In the 1950s Canadian artists’ creation of an iconography celebrating the nation’s history was lagging behind. With True Patriot Love, the first retrospective exhibition at the National Gallery of Canada dedicated to a living Canadian female artist, Joyce Wieland (1930–1998) set out to correct this situation with a new vision of the country’s symbolism that combined the environment, women’s issues, and art. “I think of Canada as female,” Wieland told the press before the exhibition’s opening. In his book A Survey (1970), artist Michael Snow described his then-wife as a “filmmaker, collagist, painter, and pioneer lay ecologist.”

 

Joyce Wieland: Life & Work documents one of Canada’s pivotal and most internationally renowned artists of the 1960s and 1970s.
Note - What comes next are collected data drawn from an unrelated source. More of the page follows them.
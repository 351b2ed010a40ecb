//! Snapshot-diff pipeline: fetch every source, diff against the previous
//! snapshot, persist the new snapshot and its changelog.

use std::collections::{BTreeMap, HashMap};
use std::fmt;
use std::path::PathBuf;
use std::sync::Arc;
use std::time::Duration;

use anyhow::Result;
use chrono::{DateTime, FixedOffset};
use cosmic_adapters::{
    collect_records, AdapterContext, CosmicApiAdapter, LodestoneReportAdapter, RegionMap,
    SourceAdapter, DEFAULT_CN_TIMEOUT, DEFAULT_CN_URL, DEFAULT_NA_TIMEOUT, DEFAULT_NA_URL,
};
use cosmic_core::{
    current_instant, format_file_stem, format_timestamp, identity_key, ChangeEvent,
    NormalizedRecord, ProgressIndex, SourceKind,
};
use cosmic_storage::{
    HistoryStore, HttpClientConfig, HttpFetcher, MirroredArtifact, DEFAULT_PUBLIC_SNAPSHOT_NAME,
};
use serde::Serialize;
use serde_json::Value as JsonValue;
use tokio::task::JoinSet;
use tracing::{debug, info, warn};
use uuid::Uuid;

pub const CRATE_NAME: &str = "cosmic-sync";

pub const DEFAULT_USER_AGENT: &str = "Mozilla/5.0 (Windows NT 10.0; Win64; x64) AppleWebKit/537.36";

#[derive(Debug, Clone)]
pub struct SyncConfig {
    pub history_dir: PathBuf,
    pub public_dir: PathBuf,
    pub public_file: String,
    pub user_agent: String,
    pub cn_url: String,
    pub na_url: String,
    pub cn_timeout_secs: u64,
    pub na_timeout_secs: u64,
    pub region_map_path: Option<PathBuf>,
}

impl SyncConfig {
    pub fn from_env() -> Self {
        Self::from_vars(|key| std::env::var(key).ok())
    }

    /// Build from any variable lookup; unset or unparsable values fall back to defaults.
    pub fn from_vars(var: impl Fn(&str) -> Option<String>) -> Self {
        let workspace_root = var("COSMIC_WORKSPACE_ROOT")
            .map(PathBuf::from)
            .unwrap_or_else(|| PathBuf::from("."));
        let secs = |key: &str, default: Duration| {
            var(key)
                .and_then(|v| v.trim().parse().ok())
                .unwrap_or(default.as_secs())
        };
        Self {
            history_dir: workspace_root.join(
                var("COSMIC_HISTORY_DIR").unwrap_or_else(|| "data/history".to_string()),
            ),
            public_dir: workspace_root
                .join(var("COSMIC_PUBLIC_DIR").unwrap_or_else(|| "public".to_string())),
            public_file: var("COSMIC_PUBLIC_FILE")
                .unwrap_or_else(|| DEFAULT_PUBLIC_SNAPSHOT_NAME.to_string()),
            user_agent: var("COSMIC_USER_AGENT").unwrap_or_else(|| DEFAULT_USER_AGENT.to_string()),
            cn_url: var("COSMIC_CN_URL").unwrap_or_else(|| DEFAULT_CN_URL.to_string()),
            na_url: var("COSMIC_NA_URL").unwrap_or_else(|| DEFAULT_NA_URL.to_string()),
            cn_timeout_secs: secs("COSMIC_CN_TIMEOUT_SECS", DEFAULT_CN_TIMEOUT),
            na_timeout_secs: secs("COSMIC_NA_TIMEOUT_SECS", DEFAULT_NA_TIMEOUT),
            region_map_path: var("COSMIC_REGION_MAP").map(|p| workspace_root.join(p)),
        }
    }

    pub fn history_store(&self) -> HistoryStore {
        HistoryStore::new(
            self.history_dir.clone(),
            self.public_dir.clone(),
            self.public_file.clone(),
        )
    }

    pub fn region_map(&self) -> Result<RegionMap> {
        let Some(path) = &self.region_map_path else {
            return Ok(RegionMap::builtin());
        };
        let regions = RegionMap::load_yaml(path)?;
        if regions.is_empty() {
            warn!(path = %path.display(), "region map has no entries; every data center maps to the unknown region");
        } else {
            debug!(path = %path.display(), data_centers = regions.len(), "loaded region map");
        }
        Ok(regions)
    }
}

/// Reads the progress recorded by the most recent snapshot.
#[derive(Debug, Clone)]
pub struct HistoryReader {
    store: HistoryStore,
}

impl HistoryReader {
    pub fn new(store: HistoryStore) -> Self {
        Self { store }
    }

    /// Identity key -> progress of the latest snapshot. A missing, empty or
    /// unreadable history yields an empty index.
    pub async fn load_prior_progress(&self) -> ProgressIndex {
        let latest = match self.store.latest_snapshot().await {
            Ok(Some(latest)) => latest,
            Ok(None) => {
                debug!(dir = %self.store.history_dir().display(), "no prior snapshot");
                return ProgressIndex::new();
            }
            Err(err) => {
                warn!(error = %format!("{err:#}"), "listing history failed; treating as no prior data");
                return ProgressIndex::new();
            }
        };

        match self.store.read_snapshot_entries(&latest).await {
            Ok(entries) => {
                let index = progress_index_from_entries(&entries);
                debug!(snapshot = %latest.stem, entries = index.len(), "loaded prior snapshot");
                index
            }
            Err(err) => {
                warn!(
                    snapshot = %latest.path.display(),
                    error = %format!("{err:#}"),
                    "reading prior snapshot failed; treating as no prior data"
                );
                ProgressIndex::new()
            }
        }
    }
}

/// Only entries carrying a non-empty `source` contribute.
pub fn progress_index_from_entries(entries: &[JsonValue]) -> ProgressIndex {
    entries
        .iter()
        .filter_map(|entry| {
            let source = entry.get("source")?.as_str()?;
            if source.is_empty() {
                return None;
            }
            let region = entry.get("region")?.as_str()?;
            let server = entry.get("server")?.as_str()?;
            let progress = entry.get("progress")?.as_f64()?;
            Some((identity_key(region, server), progress))
        })
        .collect()
}

/// One event per current record whose key exists in `prior` with a different value.
pub fn compute_changes(
    current: &[NormalizedRecord],
    prior: &ProgressIndex,
    change_time: &str,
) -> Vec<ChangeEvent> {
    current
        .iter()
        .filter_map(|record| {
            let key = record.identity_key();
            let old = *prior.get(&key)?;
            if old == record.progress {
                return None;
            }
            Some(ChangeEvent {
                server_id: key,
                old_progress: old,
                new_progress: record.progress,
                change_time: change_time.to_string(),
            })
        })
        .collect()
}

/// Keep one record per identity key. A later duplicate replaces the earlier
/// record in the earlier record's position. Returns the number collapsed.
pub fn collapse_duplicates(records: Vec<NormalizedRecord>) -> (Vec<NormalizedRecord>, usize) {
    let mut positions: HashMap<String, usize> = HashMap::new();
    let mut out: Vec<NormalizedRecord> = Vec::with_capacity(records.len());
    let mut collapsed = 0usize;
    for record in records {
        let key = record.identity_key();
        if let Some(&pos) = positions.get(&key) {
            out[pos] = record;
            collapsed += 1;
        } else {
            positions.insert(key, out.len());
            out.push(record);
        }
    }
    (out, collapsed)
}

#[derive(Debug, Clone, Copy, PartialEq, Eq, Serialize)]
#[serde(rename_all = "snake_case")]
pub enum RunStatus {
    Completed,
    /// Every source came back empty; nothing was written.
    NoData,
}

#[derive(Debug, Clone, Serialize)]
pub struct SyncRunSummary {
    pub run_id: Uuid,
    pub started_at: DateTime<FixedOffset>,
    pub stem: String,
    pub status: RunStatus,
    pub total_records: usize,
    pub source_counts: BTreeMap<SourceKind, usize>,
    pub duplicates_collapsed: usize,
    pub purged_changelogs: usize,
    pub changed_keys: Vec<String>,
    pub snapshot_path: Option<String>,
    pub public_snapshot_path: Option<String>,
    pub snapshot_sha256: Option<String>,
    pub changelog_path: Option<String>,
}

impl SyncRunSummary {
    fn no_data(run_id: Uuid, started_at: DateTime<FixedOffset>, stem: String) -> Self {
        Self {
            run_id,
            started_at,
            stem,
            status: RunStatus::NoData,
            total_records: 0,
            source_counts: BTreeMap::new(),
            duplicates_collapsed: 0,
            purged_changelogs: 0,
            changed_keys: Vec::new(),
            snapshot_path: None,
            public_snapshot_path: None,
            snapshot_sha256: None,
            changelog_path: None,
        }
    }
}

impl fmt::Display for SyncRunSummary {
    fn fmt(&self, f: &mut fmt::Formatter<'_>) -> fmt::Result {
        if self.status == RunStatus::NoData {
            return write!(
                f,
                "run {}: no data from any source, nothing written",
                self.run_id
            );
        }
        let counts = self
            .source_counts
            .iter()
            .map(|(source, n)| format!("{source}={n}"))
            .collect::<Vec<_>>()
            .join(" ");
        write!(
            f,
            "run {}: saved {} records ({}) -> {} & {}",
            self.run_id,
            self.total_records,
            counts,
            self.snapshot_path.as_deref().unwrap_or("-"),
            self.public_snapshot_path.as_deref().unwrap_or("-"),
        )?;
        if self.changed_keys.is_empty() {
            write!(f, "; no changes")
        } else {
            write!(
                f,
                "; {} changes: {}",
                self.changed_keys.len(),
                self.changed_keys.join(", ")
            )
        }
    }
}

pub struct SyncPipeline {
    store: HistoryStore,
    http: Arc<HttpFetcher>,
    adapters: Vec<Arc<dyn SourceAdapter>>,
}

impl SyncPipeline {
    pub fn new(config: SyncConfig) -> Result<Self> {
        let regions = config.region_map()?;
        let cn_timeout = Duration::from_secs(config.cn_timeout_secs);
        let na_timeout = Duration::from_secs(config.na_timeout_secs);
        let http = HttpFetcher::new(HttpClientConfig {
            timeout: cn_timeout.max(na_timeout),
            user_agent: Some(config.user_agent.clone()),
        })?;
        let adapters: Vec<Arc<dyn SourceAdapter>> = vec![
            Arc::new(CosmicApiAdapter::new(config.cn_url.clone(), cn_timeout)),
            Arc::new(LodestoneReportAdapter::new(
                config.na_url.clone(),
                na_timeout,
                regions,
            )),
        ];
        Ok(Self {
            store: config.history_store(),
            http: Arc::new(http),
            adapters,
        })
    }

    pub fn with_adapters(mut self, adapters: Vec<Arc<dyn SourceAdapter>>) -> Self {
        self.adapters = adapters;
        self
    }

    pub fn store(&self) -> &HistoryStore {
        &self.store
    }

    pub async fn run_once(&self) -> Result<SyncRunSummary> {
        self.run_at(current_instant()).await
    }

    /// One full run with `now` as the run's civil instant.
    pub async fn run_at(&self, now: DateTime<FixedOffset>) -> Result<SyncRunSummary> {
        let run_id = Uuid::new_v4();
        let stem = format_file_stem(now);
        let ctx = AdapterContext::new(run_id, now);
        info!(%run_id, %stem, sources = self.adapters.len(), "run started");

        let fetched = self.fetch_all(&ctx).await;
        if fetched.is_empty() {
            warn!(%run_id, "no data from any source; skipping persistence");
            return Ok(SyncRunSummary::no_data(run_id, now, stem));
        }

        let mut source_counts: BTreeMap<SourceKind, usize> = BTreeMap::new();
        for record in &fetched {
            *source_counts.entry(record.source).or_default() += 1;
        }

        let purged = self.store.purge_changelogs().await?;
        if !purged.is_empty() {
            debug!(count = purged.len(), "purged previous changelogs");
        }

        let (current, duplicates_collapsed) = collapse_duplicates(fetched);
        if duplicates_collapsed > 0 {
            warn!(duplicates_collapsed, "duplicate identity keys; kept the last record of each");
        }

        let prior = HistoryReader::new(self.store.clone())
            .load_prior_progress()
            .await;
        let changes = compute_changes(&current, &prior, &format_timestamp(now));

        let snapshot = self.store.write_snapshot(&stem, &current).await?;
        let changelog: Option<MirroredArtifact> =
            self.store.write_changelog(&stem, &changes).await?;

        let summary = SyncRunSummary {
            run_id,
            started_at: now,
            stem,
            status: RunStatus::Completed,
            total_records: current.len(),
            source_counts,
            duplicates_collapsed,
            purged_changelogs: purged.len(),
            changed_keys: changes.iter().map(|c| c.server_id.clone()).collect(),
            snapshot_path: Some(snapshot.history.path.display().to_string()),
            public_snapshot_path: Some(snapshot.public.path.display().to_string()),
            snapshot_sha256: Some(snapshot.history.content_hash.clone()),
            changelog_path: changelog.map(|c| c.history.path.display().to_string()),
        };
        info!(
            %run_id,
            records = summary.total_records,
            changes = summary.changed_keys.len(),
            sha256 = %snapshot.history.content_hash,
            "run completed"
        );
        Ok(summary)
    }

    /// Run every adapter concurrently and concatenate in registration order.
    async fn fetch_all(&self, ctx: &AdapterContext) -> Vec<NormalizedRecord> {
        let mut tasks = JoinSet::new();
        for (index, adapter) in self.adapters.iter().enumerate() {
            let adapter = Arc::clone(adapter);
            let http = Arc::clone(&self.http);
            let ctx = ctx.clone();
            tasks.spawn(async move { (index, collect_records(adapter.as_ref(), &http, &ctx).await) });
        }

        let mut results = Vec::with_capacity(self.adapters.len());
        while let Some(joined) = tasks.join_next().await {
            match joined {
                Ok(result) => results.push(result),
                Err(err) => warn!(error = %err, "source task aborted; contributing no records"),
            }
        }
        results.sort_by_key(|(index, _)| *index);
        results.into_iter().flat_map(|(_, records)| records).collect()
    }
}

pub async fn run_sync_once_from_env() -> Result<SyncRunSummary> {
    let config = SyncConfig::from_env();
    let pipeline = SyncPipeline::new(config)?;
    pipeline.run_once().await
}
By 1971 her canvases could be found in museums across Canada and her pioneering experimental films were included in such institutions as the Museum of Modern Art, the Royal Belgium Film Archives, and the Austrian Film Archives. This book traces her career, which began as a painter but expanded to incorporate a range of media and materials, including sculpture, textile-based art, and experimental film.

 

“Despite the gravity of the issues she was addressing, Wieland’s humour was often in evidence as she set out to make political art. Drawing on foundations of Canadian visual culture, Wieland reminded her fellow citizens that the terms of the national contract should continue to be questioned.”Johanne Sloan

 

Johanne Sloan reveals how Wieland’s work—often politically engaged with issues of war, gender, ecology, and nationalism while remaining aesthetically powerful and filled with humour—generated new forms of meaning and aesthetic pleasure. She analyzes a groundbreaking artist’s commitment to creating original art that was socially and politically relevant.

 

Johanne Sloan is a Professor of Art History at Concordia University in Montreal. She has written extensively about Joyce Wieland, the visual culture of Expo ’67, and landscape art and aesthetics. She is the principal investigator for the collaborative research project Networked Art Histories: Assembling Contemporary Art in Canada, funded by the Social Sciences and Humanities Research Council of Canada (2013–17).